Need help growing potatoes? Be sure to check out my articles:
Other Plants Susceptible to Potato Beetles
Though they are called potato beetles, potato plants aren’t the only ones at risk from this pest. These other plants can also fall victim to the Colorado Potato Beetle:
- Tomatoes (another nightshade like potatoes)
- Ground Cherries
If you’d like a handy guide for all things natural pest control, then be sure to check out my Natural Pest Control for the Home Garden E-book. It’s a great resource to have on hand for those trying to keep pesticides out of the garden.
How to Get Rid of Potato Beetles Without Pesticides
If you are trying to get rid of potato beetles in your garden or on your plants, then there are some easy techniques that you can employ. These include:
- Companion Planting: This does more to repel potato beetles. Planting marigolds, catmint, or nasturtiums near potato plants can help deter those pests from coming. (See my full Companion Planting Guide.)
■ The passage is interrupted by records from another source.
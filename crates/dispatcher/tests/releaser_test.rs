mod common;

use std::sync::Arc;

use article_releases_core::{MessageQueueConfig, RemoteFunction, RuntimeSession};
use article_releases_dispatcher::{HeaderReleaser, HEADER_RELEASE_ERROR};
use common::*;
use serde_json::json;

fn create_releaser(
    requester: &Arc<MockSessionRequester>,
    reader: &Arc<MockHeaderReader>,
) -> HeaderReleaser {
    HeaderReleaser::new(requester.clone(), reader.clone(), TEST_SQL_QUEUE)
}

#[tokio::test]
async fn test_release_header_success() {
    let requester = shared(MockSessionRequester::replying(json!({"result": "success"})));
    let reader = shared(MockHeaderReader::found(create_test_header()));
    let releaser = create_releaser(&requester, &reader);

    let input = create_test_request("releases", Some(true));
    let mut output = create_test_output(&input);

    let header = releaser
        .release_header(&input, input.session(), &mut output)
        .await
        .expect("header should be released");

    assert_eq!(header.article, TEST_ARTICLE);
    assert_eq!(header.is_released, Some(true));
    assert_eq!(output.sql_update_result, None);
    assert!(output.sql_update_error.is_empty());
    assert_eq!(requester.acked_tags(), vec![1]);
}

#[tokio::test]
async fn test_release_header_sends_session_envelope() {
    let requester = shared(MockSessionRequester::replying(json!({"result": "success"})));
    let reader = shared(MockHeaderReader::found(create_test_header()));
    let releaser = create_releaser(&requester, &reader);

    let input = create_test_request("releases", Some(true));
    let mut output = create_test_output(&input);
    releaser
        .release_header(&input, input.session(), &mut output)
        .await;

    let sent = requester.sent_requests();
    assert_eq!(sent.len(), 1);

    let (queue, request) = &sent[0];
    assert_eq!(queue, TEST_SQL_QUEUE);
    assert_eq!(request.function, RemoteFunction::ArticleHeader);
    assert_eq!(request.runtime_session_id, RuntimeSession::new(TEST_SESSION_ID));
    assert_eq!(request.message["Article"], json!(TEST_ARTICLE));
    assert_eq!(request.message["IsReleased"], json!(true));

    let envelope = serde_json::to_value(request).unwrap();
    let mut keys: Vec<_> = envelope.as_object().unwrap().keys().cloned().collect();
    keys.sort();
    assert_eq!(keys, vec!["function", "message", "runtime_session_id"]);
}

#[tokio::test]
async fn test_release_header_copies_unset_release_flag() {
    let mut stored = create_test_header();
    stored.is_released = Some(true);

    let requester = shared(MockSessionRequester::replying(json!({"result": "success"})));
    let reader = shared(MockHeaderReader::found(stored));
    let releaser = create_releaser(&requester, &reader);

    let input = create_test_request("releases", None);
    let mut output = create_test_output(&input);
    let header = releaser
        .release_header(&input, input.session(), &mut output)
        .await
        .unwrap();

    assert_eq!(header.is_released, None);
}

#[tokio::test]
async fn test_release_header_rejected_by_worker() {
    let requester = shared(MockSessionRequester::replying(json!({"result": "failed"})));
    let reader = shared(MockHeaderReader::found(create_test_header()));
    let releaser = create_releaser(&requester, &reader);

    let input = create_test_request("releases", Some(true));
    let mut output = create_test_output(&input);
    let header = releaser
        .release_header(&input, input.session(), &mut output)
        .await;

    assert!(header.is_none());
    assert_eq!(output.sql_update_result, Some(false));
    assert_eq!(output.sql_update_error, HEADER_RELEASE_ERROR);
    // 被拒绝的响应同样需要确认
    assert_eq!(requester.acked_tags(), vec![1]);
}

#[tokio::test]
async fn test_release_header_reply_without_result_is_rejection() {
    let requester = shared(MockSessionRequester::replying(json!({"message": "ok"})));
    let reader = shared(MockHeaderReader::found(create_test_header()));
    let releaser = create_releaser(&requester, &reader);

    let input = create_test_request("releases", Some(true));
    let mut output = create_test_output(&input);
    let header = releaser
        .release_header(&input, input.session(), &mut output)
        .await;

    assert!(header.is_none());
    assert_eq!(output.sql_update_result, Some(false));
}

#[tokio::test]
async fn test_release_header_missing_is_silent() {
    let requester = shared(MockSessionRequester::replying(json!({"result": "success"})));
    let reader = shared(MockHeaderReader::missing());
    let releaser = create_releaser(&requester, &reader);

    let input = create_test_request("releases", Some(true));
    let mut output = create_test_output(&input);
    let header = releaser
        .release_header(&input, input.session(), &mut output)
        .await;

    assert!(header.is_none());
    assert_eq!(output.sql_update_result, None);
    assert!(output.sql_update_error.is_empty());
    assert!(requester.sent_requests().is_empty());
}

#[tokio::test]
async fn test_release_header_read_error_is_silent() {
    let requester = shared(MockSessionRequester::replying(json!({"result": "success"})));
    let reader = shared(MockHeaderReader::failing());
    let releaser = create_releaser(&requester, &reader);

    let input = create_test_request("releases", Some(true));
    let mut output = create_test_output(&input);
    let header = releaser
        .release_header(&input, input.session(), &mut output)
        .await;

    assert!(header.is_none());
    assert_eq!(output.sql_update_result, None);
    assert!(requester.sent_requests().is_empty());
}

#[tokio::test]
async fn test_release_header_transport_error_sets_no_status() {
    let requester = shared(MockSessionRequester::failing());
    let reader = shared(MockHeaderReader::found(create_test_header()));
    let releaser = create_releaser(&requester, &reader);

    let input = create_test_request("releases", Some(true));
    let mut output = create_test_output(&input);
    let header = releaser
        .release_header(&input, input.session(), &mut output)
        .await;

    assert!(header.is_none());
    assert_eq!(output.sql_update_result, None);
    assert!(output.sql_update_error.is_empty());
    assert_eq!(requester.sent_requests().len(), 1);
    assert!(requester.acked_tags().is_empty());
}

#[tokio::test]
async fn test_release_header_is_idempotent() {
    let requester = shared(MockSessionRequester::replying(json!({"result": "success"})));
    let reader = shared(MockHeaderReader::found(create_test_header()));
    let releaser = create_releaser(&requester, &reader);

    let input = create_test_request("releases", Some(true));

    let mut first_output = create_test_output(&input);
    let first = releaser
        .release_header(&input, input.session(), &mut first_output)
        .await;
    let mut second_output = create_test_output(&input);
    let second = releaser
        .release_header(&input, input.session(), &mut second_output)
        .await;

    assert!(first.is_some());
    assert_eq!(first, second);
    assert_eq!(first_output.sql_update_result, second_output.sql_update_result);
}

#[test]
fn test_releaser_from_config_uses_first_sql_queue() {
    let config = MessageQueueConfig {
        queue_to_sql: vec!["primary".to_string(), "secondary".to_string()],
        ..Default::default()
    };
    let releaser = HeaderReleaser::from_config(
        shared(MockSessionRequester::failing()),
        shared(MockHeaderReader::missing()),
        &config,
    )
    .unwrap();
    assert_eq!(releaser.sql_queue(), "primary");

    let config = MessageQueueConfig {
        queue_to_sql: Vec::new(),
        ..Default::default()
    };
    assert!(HeaderReleaser::from_config(
        shared(MockSessionRequester::failing()),
        shared(MockHeaderReader::missing()),
        &config,
    )
    .is_err());
}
- Physical Barrier: Another idea is to create a barrier around the plant by covering it with lightweight fabric. This will stop potato beetles from getting to the plants in the first place. This will be most effective if used in conjunction with crop rotation. If you plant potatoes in the same place each year, then those overwintering beetles will pop right back up where your plants are and be under the fabric with your plant. Use this in combination with crop rotation.
- Handpicking: Potato beetles can be handpicked and removed from the plants. This is a time-consuming method, but it is effective. Carry a jar of soapy water around the garden with you (and wear gloves if you’re a bit squeamish like me). Grab the bugs off of the plants and drop them in the soapy water. Each bug you pick is one less bug for next year! In picking, also be sure to pick off any leaves that have eggs beneath; this will help greatly with the population.
- Biological Control: There are predators that feed on potato beetle larvae, such as ladybugs and lacewings. You can attract these predators to your garden by planting certain flowers that will serve as a food source for them. Some of these flowers include: yarrow, cosmos, coreopsis, and sunflowers.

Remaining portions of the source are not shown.